* _DATA SUPPLIED_
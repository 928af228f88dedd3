//! Concurrent warming: many threads racing to materialize the same COLD
//! lines must each observe exactly one promotion and identical content.

use std::io::Write;
use std::sync::Arc;
use std::sync::atomic::{AtomicUsize, Ordering};
use std::thread;

use core_text::{Buffer, Temperature};
use tempfile::NamedTempFile;

const LINES: usize = 10_000;

fn big_file() -> NamedTempFile {
    let mut f = NamedTempFile::new().expect("temp file");
    for i in 0..LINES {
        writeln!(f, "line number {i} with some padding text").expect("write");
    }
    f.flush().expect("flush");
    f
}

#[test]
fn worker_and_readers_warm_once() {
    let f = big_file();
    let buf = Buffer::open(f.path()).unwrap();
    assert_eq!(buf.line_count(), LINES);

    let warmed_total = Arc::new(AtomicUsize::new(0));
    let mut handles = Vec::new();
    for _ in 0..4 {
        let store = buf.store();
        let warmed_total = Arc::clone(&warmed_total);
        handles.push(thread::spawn(move || {
            let (warmed, skipped) = store.warm_range(0, LINES).unwrap();
            warmed_total.fetch_add(warmed, Ordering::Relaxed);
            assert_eq!(warmed + skipped, LINES);
        }));
    }
    // Interleave reads from this thread while the warmers run.
    for row in (0..LINES).step_by(97) {
        let text = buf.store().row_text(row).unwrap().unwrap();
        assert!(text.starts_with("line number"), "row {row}: {text}");
    }
    for h in handles {
        h.join().unwrap();
    }
    // Every line warmed exactly once across all participants (the main
    // thread's reads count toward the total too).
    let main_warmed = LINES - warmed_total.load(Ordering::Relaxed);
    assert!(main_warmed <= LINES / 97 + 1);
    for row in 0..LINES {
        let line = buf.line(row).unwrap();
        assert_eq!(line.temperature(), Temperature::Warm);
        assert_eq!(
            line.text(),
            format!("line number {row} with some padding text")
        );
    }
}

#[test]
fn warming_a_warm_line_reports_zero() {
    let f = big_file();
    let buf = Buffer::open(f.path()).unwrap();
    let store = buf.store();
    let (warmed, skipped) = store.warm_range(0, 100).unwrap();
    assert_eq!((warmed, skipped), (100, 0));
    let (warmed, skipped) = store.warm_range(0, 100).unwrap();
    assert_eq!((warmed, skipped), (0, 100));
}
//! Property tests for the neighbor layer: class is a function of the
//! codepoint alone, position a function of the line's codepoints alone.

use core_text::cell::Cell;
use core_text::neighbor;
use proptest::prelude::*;

proptest! {
    #[test]
    fn class_depends_only_on_codepoint(ch in any::<char>(), prefix in ".{0,8}") {
        let alone = neighbor::classify(ch);
        let mut cells: Vec<Cell> = prefix.chars().chain([ch]).map(Cell::new).collect();
        neighbor::annotate(&mut cells);
        let in_context = cells.last().expect("non-empty").class();
        prop_assert_eq!(alone, in_context);
    }

    #[test]
    fn annotate_is_idempotent(s in ".{0,32}") {
        let mut once: Vec<Cell> = s.chars().map(Cell::new).collect();
        neighbor::annotate(&mut once);
        let mut twice = once.clone();
        neighbor::annotate(&mut twice);
        prop_assert_eq!(once, twice);
    }

    #[test]
    fn word_starts_are_monotonic(s in "[a-z _.]{0,32}") {
        let mut cells: Vec<Cell> = s.chars().map(Cell::new).collect();
        neighbor::annotate(&mut cells);
        let mut col = 0;
        for _ in 0..cells.len() + 1 {
            let next = neighbor::next_word_start(&cells, col);
            prop_assert!(next >= col);
            prop_assert!(next <= cells.len());
            if next == col {
                prop_assert_eq!(col, cells.len());
                break;
            }
            col = next;
        }
    }
}
//! Adaptive wheel scrolling: step size follows scroll velocity.
//!
//! Velocity is events per second, exponentially smoothed. Slow scrolling
//! moves line by line; fast flicks jump up to twenty lines, with a
//! smoothstep ramp between the two thresholds. A pause or a direction
//! change drops back to single-line steps.

use std::time::{Duration, Instant};

const DECAY: f32 = 0.85;
const SLOW_EVENTS_PER_SEC: f32 = 4.0;
const FAST_EVENTS_PER_SEC: f32 = 18.0;
const STEP_MIN: usize = 1;
const STEP_MAX: usize = 20;
const RESET_TIMEOUT: Duration = Duration::from_millis(400);

#[derive(Debug, Default)]
pub struct ScrollVelocity {
    velocity: f32,
    last_event: Option<Instant>,
    last_dir: i8,
}

fn smoothstep(t: f32) -> f32 {
    let t = t.clamp(0.0, 1.0);
    t * t * (3.0 - 2.0 * t)
}

impl ScrollVelocity {
    pub fn new() -> ScrollVelocity {
        ScrollVelocity::default()
    }

    /// Lines to scroll for one wheel event in direction `dir` (+1 down,
    /// -1 up) arriving at `now`.
    pub fn step(&mut self, dir: i8, now: Instant) -> usize {
        let elapsed = self.last_event.map(|t| now.saturating_duration_since(t));
        if dir != self.last_dir || elapsed.is_none_or(|e| e > RESET_TIMEOUT) {
            self.velocity = 0.0;
        } else if let Some(e) = elapsed {
            let dt = e.as_secs_f32().max(1e-3);
            let instantaneous = 1.0 / dt;
            self.velocity = self.velocity * DECAY + instantaneous * (1.0 - DECAY);
        }
        self.last_event = Some(now);
        self.last_dir = dir;

        if self.velocity <= SLOW_EVENTS_PER_SEC {
            STEP_MIN
        } else if self.velocity >= FAST_EVENTS_PER_SEC {
            STEP_MAX
        } else {
            let t = (self.velocity - SLOW_EVENTS_PER_SEC)
                / (FAST_EVENTS_PER_SEC - SLOW_EVENTS_PER_SEC);
            let range = (STEP_MAX - STEP_MIN) as f32;
            STEP_MIN + (smoothstep(t) * range).round() as usize
        }
    }
}
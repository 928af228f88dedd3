//! Pair context: buffer-wide delimiter matching written into cell contexts.
//!
//! A single forward pass identifies `/* */` comment pairs and `()[]{}`
//! bracket pairs, assigning each pair a fresh id and stamping opener and
//! closer cells. Pairs are virtual: no registry exists, only the ids in the
//! cells, so partner lookup is a scan and ownership stays acyclic. The id
//! space is reset at the start of every pass.

use std::sync::Arc;

use core_text::line::Line;
use core_text::{Buffer, PairKind, PairRole, Result};
use tracing::trace;

/// Unmatched openers the scan will keep on its stack. Further openers are
/// silently dropped; their closers stay unmatched.
pub const OPENER_STACK_MAX: usize = 256;

struct OpenDelim {
    id: u32,
    kind: PairKind,
}

fn opener_kind(ch: char) -> Option<PairKind> {
    match ch {
        '(' => Some(PairKind::Paren),
        '[' => Some(PairKind::Bracket),
        '{' => Some(PairKind::Brace),
        _ => None,
    }
}

fn closer_kind(ch: char) -> Option<PairKind> {
    match ch {
        ')' => Some(PairKind::Paren),
        ']' => Some(PairKind::Bracket),
        '}' => Some(PairKind::Brace),
        _ => None,
    }
}

/// Rescan the whole buffer, rewriting every cell's pair context. Warms any
/// COLD line it reaches.
pub fn recompute(buf: &mut Buffer) -> Result<()> {
    buf.reset_pair_ids();
    let mut in_comment: Option<u32> = None;
    let mut stack: Vec<OpenDelim> = Vec::new();
    let mut dropped = 0usize;
    for row in 0..buf.line_count() {
        buf.warm_line(row)?;
        let Some(line) = buf.line(row) else { continue };
        // The guard borrows the Arc clone, not the buffer, so id
        // allocation below can still take `&mut buf`.
        let mut cells = line.cells_mut()?;
        for cell in cells.iter_mut() {
            cell.clear_pair();
        }
        let len = cells.len();
        let mut col = 0;
        while col < len {
            let ch = cells[col].ch;
            let next = cells.get(col + 1).map(|c| c.ch);
            if let Some(id) = in_comment {
                if ch == '*' && next == Some('/') {
                    cells[col].set_pair(id, PairKind::Comment, PairRole::Closer);
                    cells[col + 1].set_pair(id, PairKind::Comment, PairRole::Closer);
                    in_comment = None;
                    col += 2;
                    continue;
                }
                col += 1;
                continue;
            }
            if ch == '/' && next == Some('*') {
                let id = buf.alloc_pair_id();
                cells[col].set_pair(id, PairKind::Comment, PairRole::Opener);
                cells[col + 1].set_pair(id, PairKind::Comment, PairRole::Opener);
                in_comment = Some(id);
                col += 2;
                continue;
            }
            if let Some(kind) = opener_kind(ch) {
                let id = buf.alloc_pair_id();
                cells[col].set_pair(id, kind, PairRole::Opener);
                if stack.len() < OPENER_STACK_MAX {
                    stack.push(OpenDelim { id, kind });
                } else {
                    dropped += 1;
                }
                col += 1;
                continue;
            }
            if let Some(kind) = closer_kind(ch) {
                if let Some(pos) = stack.iter().rposition(|o| o.kind == kind) {
                    cells[col].set_pair(stack[pos].id, kind, PairRole::Closer);
                    // Pop down to (exclusive) the matched entry, discarding
                    // intervening unmatched openers.
                    stack.truncate(pos);
                }
                col += 1;
                continue;
            }
            col += 1;
        }
    }
    if dropped > 0 {
        trace!(target: "syntax.pairs", dropped, "opener stack overflow");
    }
    Ok(())
}

fn cell_at(line: &Arc<Line>, col: usize) -> Option<core_text::Cell> {
    line.cells().ok()?.get(col).copied()
}

/// Position of the partner delimiter of the cell at `(row, col)`, or `None`
/// when the pair is unmatched or the cell carries no pair context.
pub fn find_partner(buf: &Buffer, row: usize, col: usize) -> Result<Option<(usize, usize)>> {
    let Some(line) = buf.line(row) else {
        return Ok(None);
    };
    let Some(cell) = cell_at(&line, col) else {
        return Ok(None);
    };
    let id = cell.pair_id();
    if id == 0 {
        return Ok(None);
    }
    match cell.pair_role() {
        PairRole::Opener => scan_for(buf, id, PairRole::Closer, (row, col), true),
        PairRole::Closer => scan_for(buf, id, PairRole::Opener, (row, col), false),
        PairRole::None => Ok(None),
    }
}

fn scan_for(
    buf: &Buffer,
    id: u32,
    role: PairRole,
    from: (usize, usize),
    forward: bool,
) -> Result<Option<(usize, usize)>> {
    if forward {
        let mut row = from.0;
        let mut col = from.1 + 1;
        while row < buf.line_count() {
            buf.warm_line(row)?;
            if let Some(line) = buf.line(row) {
                let cells = line.cells()?;
                for c in col..cells.len() {
                    if cells[c].pair_id() == id && cells[c].pair_role() == role {
                        return Ok(Some((row, c)));
                    }
                }
            }
            row += 1;
            col = 0;
        }
    } else {
        let mut row = from.0;
        let mut col = Some(from.1);
        loop {
            buf.warm_line(row)?;
            if let Some(line) = buf.line(row) {
                let cells = line.cells()?;
                let end = col.unwrap_or(cells.len());
                for c in (0..end).rev() {
                    if cells[c].pair_id() == id && cells[c].pair_role() == role {
                        return Ok(Some((row, c)));
                    }
                }
            }
            if row == 0 {
                break;
            }
            row -= 1;
            col = None;
        }
    }
    Ok(None)
}

/// Whether `(row, col)` falls inside a block comment. The delimiters
/// themselves count as inside. Scans backward to the nearest comment
/// delimiter; an opener means we are inside unless its closer already
/// appeared before us (in which case that closer would have been found
/// first), so the opener's partner is checked only for existence ordering.
pub fn in_block_comment(buf: &Buffer, row: usize, col: usize) -> Result<bool> {
    if let Some(line) = buf.line(row) {
        if let Some(cell) = cell_at(&line, col)
            && cell.pair_kind() == PairKind::Comment
        {
            return Ok(true);
        }
    }
    // Scan backward from just before (row, col) for the nearest
    // comment-context cell.
    let mut nearest: Option<(usize, usize, PairRole)> = None;
    let mut r = row;
    let mut limit = Some(col);
    loop {
        buf.warm_line(r)?;
        if let Some(line) = buf.line(r) {
            let cells = line.cells()?;
            let end = limit.unwrap_or(cells.len()).min(cells.len());
            for c in (0..end).rev() {
                if cells[c].pair_kind() == PairKind::Comment {
                    nearest = Some((r, c, cells[c].pair_role()));
                    break;
                }
            }
        }
        if nearest.is_some() || r == 0 {
            break;
        }
        r -= 1;
        limit = None;
    }
    match nearest {
        Some((fr, fc, PairRole::Opener)) => match find_partner(buf, fr, fc)? {
            None => Ok(true),
            Some(p) => Ok(p >= (row, col)),
        },
        _ => Ok(false),
    }
}

#[cfg(test)]
mod tests {
    use super::*;
    use core_text::{Buffer, PairRole};

    fn scanned(text: &str) -> Buffer {
        let mut buf = Buffer::from_bytes(text.as_bytes()).expect("buffer");
        recompute(&mut buf).expect("pair scan");
        buf
    }

    fn cell(buf: &Buffer, row: usize, col: usize) -> core_text::Cell {
        buf.line(row).unwrap().cells().unwrap()[col]
    }

    #[test]
    fn brackets_pair_up() {
        let buf = scanned("a(b[c]d)e");
        let open_paren = cell(&buf, 0, 1);
        let close_paren = cell(&buf, 0, 7);
        assert_eq!(open_paren.pair_role(), PairRole::Opener);
        assert_eq!(close_paren.pair_role(), PairRole::Closer);
        assert_eq!(open_paren.pair_id(), close_paren.pair_id());
        assert_eq!(cell(&buf, 0, 3).pair_id(), cell(&buf, 0, 5).pair_id());
        assert_ne!(open_paren.pair_id(), cell(&buf, 0, 3).pair_id());
    }

    #[test]
    fn mismatched_closer_discards_intervening_openers() {
        // The `)` matches the `(`; the inner `[` is discarded, so the later
        // `]` is unmatched.
        let buf = scanned("([)]");
        assert_eq!(cell(&buf, 0, 2).pair_id(), cell(&buf, 0, 0).pair_id());
        assert_eq!(cell(&buf, 0, 3).pair_id(), 0);
    }

    #[test]
    fn unmatched_closer_has_zero_context() {
        let buf = scanned(")x");
        assert_eq!(cell(&buf, 0, 0).pair_id(), 0);
    }

    #[test]
    fn comment_pair_spans_lines() {
        let buf = scanned("/* a\nb */");
        let open = cell(&buf, 0, 0);
        assert_eq!(open.pair_kind(), PairKind::Comment);
        assert_eq!(open.pair_role(), PairRole::Opener);
        let close = cell(&buf, 1, 2);
        assert_eq!(close.pair_role(), PairRole::Closer);
        assert_eq!(close.pair_id(), open.pair_id());
        assert_eq!(
            find_partner(&buf, 0, 0).unwrap(),
            Some((1, 2)) // first closer cell, the `*`
        );
        assert_eq!(find_partner(&buf, 1, 3).unwrap(), Some((0, 1)));
    }

    #[test]
    fn containment_inside_comment() {
        let buf = scanned("/* a\nb */ c");
        assert!(in_block_comment(&buf, 0, 0).unwrap());
        assert!(in_block_comment(&buf, 0, 3).unwrap());
        assert!(in_block_comment(&buf, 1, 0).unwrap());
        assert!(in_block_comment(&buf, 1, 3).unwrap());
        assert!(!in_block_comment(&buf, 1, 5).unwrap());
    }

    #[test]
    fn containment_with_unclosed_comment() {
        let buf = scanned("x /* y\nz");
        assert!(!in_block_comment(&buf, 0, 0).unwrap());
        assert!(in_block_comment(&buf, 0, 5).unwrap());
        assert!(in_block_comment(&buf, 1, 1).unwrap());
    }

    #[test]
    fn brackets_inside_comment_are_ignored() {
        let buf = scanned("/* ( */ (x)");
        assert_eq!(cell(&buf, 0, 3).pair_id(), 0);
        let open = cell(&buf, 0, 8);
        let close = cell(&buf, 0, 10);
        assert_eq!(open.pair_role(), PairRole::Opener);
        assert_eq!(open.pair_id(), close.pair_id());
    }

    #[test]
    fn stack_overflow_truncates_silently() {
        let mut text = String::new();
        for _ in 0..300 {
            text.push('(');
        }
        for _ in 0..300 {
            text.push(')');
        }
        let buf = scanned(&text);
        let cells = buf.line(0).unwrap().cells().unwrap().clone();
        let matched_closers = cells[300..]
            .iter()
            .filter(|c| c.pair_role() == PairRole::Closer && c.pair_id() != 0)
            .count();
        let unmatched_closers = cells[300..].iter().filter(|c| c.pair_id() == 0).count();
        assert_eq!(matched_closers, 256);
        assert_eq!(unmatched_closers, 44);
        // Every opener still received an id; dropped ones just never match.
        assert!(cells[..300].iter().all(|c| c.pair_id() != 0));
    }

    #[test]
    fn rescan_resets_id_space() {
        let mut buf = Buffer::from_bytes(b"(a)").unwrap();
        recompute(&mut buf).unwrap();
        let first = cell(&buf, 0, 0).pair_id();
        recompute(&mut buf).unwrap();
        assert_eq!(cell(&buf, 0, 0).pair_id(), first);
        assert_eq!(first, 1);
    }
}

* _WHAT THE TASK ASKS_
Please print exactly what appears from the first line of the data through the line with "for _ in 0..4", including both of those lines and nothing past them.

* _ANSWER TO THIS PROBLEM_
repository 928af228f88dedd3
//! Concurrent warming: many threads racing to materialize the same COLD
//! lines must each observe exactly one promotion and identical content.

use std::io::Write;
use std::sync::Arc;
use std::sync::atomic::{AtomicUsize, Ordering};
use std::thread;

use core_text::{Buffer, Temperature};
use tempfile::NamedTempFile;

const LINES: usize = 10_000;

fn big_file() -> NamedTempFile {
    let mut f = NamedTempFile::new().expect("temp file");
    for i in 0..LINES {
        writeln!(f, "line number {i} with some padding text").expect("write");
    }
    f.flush().expect("flush");
    f
}

#[test]
fn worker_and_readers_warm_once() {
    let f = big_file();
    let buf = Buffer::open(f.path()).unwrap();
    assert_eq!(buf.line_count(), LINES);

    let warmed_total = Arc::new(AtomicUsize::new(0));
    let mut handles = Vec::new();
    for _ in 0..4 {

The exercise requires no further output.